A review by blossom_holland
The Saturday Night Ghost Club by Craig Davidson

dark emotional mysterious medium-paced

5.0

“I was scared—with that crystalline, childish fear of being caught and punished. That fear thrashed behind my rib cage like a bird in cupped hands, perhaps the last truly childlike instance of that emotion I’d ever feel. That fear is a kind of magic. As you get older, the texture of your fear changes. You’re no longer afraid of the things you had absolute faith in as a child: that you’d die in convulsions from inhaling the gas from a shattered lightbulb, that chewing apple pips brought on death by cyanide poisoning, or that a circus dwarf had actually bounced off a trampoline into the mouth of a hungry hippo. You stop believing in the things my uncle believed in. Even if your mind wants to go there, it has lost the nimbleness needed to make the leap. That magic gets kicked out of you, churched out, shamed out—or worse, you steal it from yourself. It gets embarrassed out of you by the kids who run the same stretch of streets and grown-ups who say it’s time to put away childish things. By degrees, you kill your own magic. Before long your fears become adult ones: crushing debts and responsibilities, sick parents and sick kids, the possibility of dying unremembered or unloved. Fears of not being the person you were so certain you’d grow up to be.” 

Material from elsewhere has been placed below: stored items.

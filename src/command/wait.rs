use super::Command;
use crate::scheduler::Scheduler;
use core::time::Duration;

/// Finishes once strictly more than `duration` has elapsed since `initialize`.
#[derive(Debug, Clone)]
pub struct WaitCommand {
    duration_ms: u64,
    start_ms: u64,
}

impl WaitCommand {
    pub fn new(duration: Duration) -> Self {
        Self {
            duration_ms: u64::try_from(duration.as_millis()).unwrap_or(u64::MAX),
            start_ms: 0,
        }
    }

    pub fn duration(&self) -> Duration {
        Duration::from_millis(self.duration_ms)
    }
}

impl Command for WaitCommand {
    fn initialize(&mut self, scheduler: &Scheduler) {
        self.start_ms = scheduler.now_ms();
    }

    fn is_finished(&mut self, scheduler: &Scheduler) -> bool {
        scheduler.now_ms().saturating_sub(self.start_ms) > self.duration_ms
    }

    fn name(&self) -> &str {
        "WaitCommand"
    }
}
//! Edge-triggered bindings from boolean conditions to scheduler actions.
//!
//! Each bind method installs one stateful callback into the trigger's event
//! loop. The callback remembers the condition's previous value, seeded by
//! evaluating the condition at bind time, and acts on the edge it sees at
//! each poll.
//!
//! ```rust
//! use std::cell::Cell;
//! use std::rc::Rc;
//! use cmdsched::command::{CommandHandle, RunCommand};
//! use cmdsched::host::ManualHost;
//! use cmdsched::{Scheduler, Trigger};
//!
//! let scheduler = Scheduler::new(ManualHost::new());
//! let pressed = Rc::new(Cell::new(false));
//! let button = pressed.clone();
//! let spin: CommandHandle = RunCommand::new(|| {}, []).into();
//!
//! Trigger::new(&scheduler, move || button.get()).while_true(spin.clone());
//!
//! pressed.set(true);
//! scheduler.tick().unwrap();
//! assert!(scheduler.is_scheduled(&spin));
//! ```

use crate::command::CommandHandle;
use crate::event_loop::EventLoop;
use crate::scheduler::Scheduler;
use alloc::rc::Rc;
use core::fmt;

#[derive(Debug, Clone, Copy, PartialEq, Eq)]
pub(crate) enum Edge {
    Rising,
    Falling,
    Steady,
}

/// Previous-value memory for one binding.
#[derive(Debug, Clone, Copy)]
pub(crate) struct EdgeDetector {
    previous: bool,
}

impl EdgeDetector {
    pub(crate) fn new(initial: bool) -> Self {
        Self { previous: initial }
    }

    pub(crate) fn update(&mut self, current: bool) -> Edge {
        let edge = match (self.previous, current) {
            (false, true) => Edge::Rising,
            (true, false) => Edge::Falling,
            _ => Edge::Steady,
        };
        self.previous = current;
        edge
    }
}

fn toggle(scheduler: &Scheduler, command: &CommandHandle) {
    if scheduler.is_scheduled(command) {
        scheduler.cancel(command);
    } else {
        scheduler.schedule(command);
    }
}

/// A boolean condition bound into an event loop.
#[derive(Clone)]
pub struct Trigger {
    condition: Rc<dyn Fn() -> bool>,
    event_loop: EventLoop,
}

impl Trigger {
    /// Binds into the scheduler's default loop, polled every tick.
    pub fn new(scheduler: &Scheduler, condition: impl Fn() -> bool + 'static) -> Self {
        Self::on_loop(&scheduler.default_event_loop(), condition)
    }

    /// Binds into the teleop loop, polled only outside autonomous and disabled.
    /// Controller buttons belong here.
    pub fn teleop(scheduler: &Scheduler, condition: impl Fn() -> bool + 'static) -> Self {
        Self::on_loop(&scheduler.teleop_event_loop(), condition)
    }

    pub fn on_loop(event_loop: &EventLoop, condition: impl Fn() -> bool + 'static) -> Self {
        Self {
            condition: Rc::new(condition),
            event_loop: event_loop.clone(),
        }
    }

    /// Current value of the condition.
    pub fn get(&self) -> bool {
        (self.condition)()
    }

    fn bind_edges(&self, mut action: impl FnMut(Edge, &Scheduler) + 'static) -> &Self {
        let condition = Rc::clone(&self.condition);
        let mut detector = EdgeDetector::new(condition());
        self.event_loop.bind(move |scheduler| {
            let edge = detector.update(condition());
            action(edge, scheduler);
        });
        self
    }

    /// Schedules `command` whenever the condition changes.
    pub fn on_change(&self, command: impl Into<CommandHandle>) -> &Self {
        let command = command.into();
        self.bind_edges(move |edge, scheduler| {
            if edge != Edge::Steady {
                scheduler.schedule(&command);
            }
        })
    }

    pub fn on_true(&self, command: impl Into<CommandHandle>) -> &Self {
        let command = command.into();
        self.bind_edges(move |edge, scheduler| {
            if edge == Edge::Rising {
                scheduler.schedule(&command);
            }
        })
    }

    pub fn on_false(&self, command: impl Into<CommandHandle>) -> &Self {
        let command = command.into();
        self.bind_edges(move |edge, scheduler| {
            if edge == Edge::Falling {
                scheduler.schedule(&command);
            }
        })
    }

    /// Schedules on the rising edge and cancels on the falling edge.
    ///
    /// A command that finishes while the condition holds is not restarted;
    /// wrap it with `repeatedly()` for that.
    pub fn while_true(&self, command: impl Into<CommandHandle>) -> &Self {
        let command = command.into();
        self.bind_edges(move |edge, scheduler| match edge {
            Edge::Rising => scheduler.schedule(&command),
            Edge::Falling => scheduler.cancel(&command),
            Edge::Steady => {}
        })
    }

    pub fn while_false(&self, command: impl Into<CommandHandle>) -> &Self {
        let command = command.into();
        self.bind_edges(move |edge, scheduler| match edge {
            Edge::Falling => scheduler.schedule(&command),
            Edge::Rising => scheduler.cancel(&command),
            Edge::Steady => {}
        })
    }

    pub fn toggle_on_true(&self, command: impl Into<CommandHandle>) -> &Self {
        let command = command.into();
        self.bind_edges(move |edge, scheduler| {
            if edge == Edge::Rising {
                toggle(scheduler, &command);
            }
        })
    }

    pub fn toggle_on_false(&self, command: impl Into<CommandHandle>) -> &Self {
        let command = command.into();
        self.bind_edges(move |edge, scheduler| {
            if edge == Edge::Falling {
                toggle(scheduler, &command);
            }
        })
    }

    /// Schedules `then` on the first poll after `watched` stops being scheduled,
    /// whether it finished or was interrupted. Independent of the condition.
    pub fn on_complete(&self, watched: impl Into<CommandHandle>, then: impl Into<CommandHandle>) -> &Self {
        let (watched, then) = (watched.into(), then.into());
        let mut detector = EdgeDetector::new(false);
        self.event_loop.bind(move |scheduler| {
            if detector.update(scheduler.is_scheduled(&watched)) == Edge::Falling {
                scheduler.schedule(&then);
            }
        });
        self
    }
}

impl fmt::Debug for Trigger {
    fn fmt(&self, f: &mut fmt::Formatter<'_>) -> fmt::Result {
        f.debug_struct("Trigger")
            .field("event_loop", &self.event_loop)
            .finish_non_exhaustive()
    }
}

The Saturday Night Ghost Club by Craig Davidson is a poignant coming-of-age novel that blends nostalgia with the supernatural. Set in 1980s Niagara Falls, it follows twelve-year-old Jake as he joins his eccentric uncle’s ghost-hunting club. What begins as a summer of eerie adventures gradually reveals deeper, haunting truths about trauma and memory. Davidson’s writing is both tender and eerie, capturing the bittersweet transition from childhood innocence to the complexities of adulthood. The novel is a beautifully crafted exploration of how the past continues to haunt us in unexpected ways.

Perfect for fans of Stranger Things and Gravity Falls.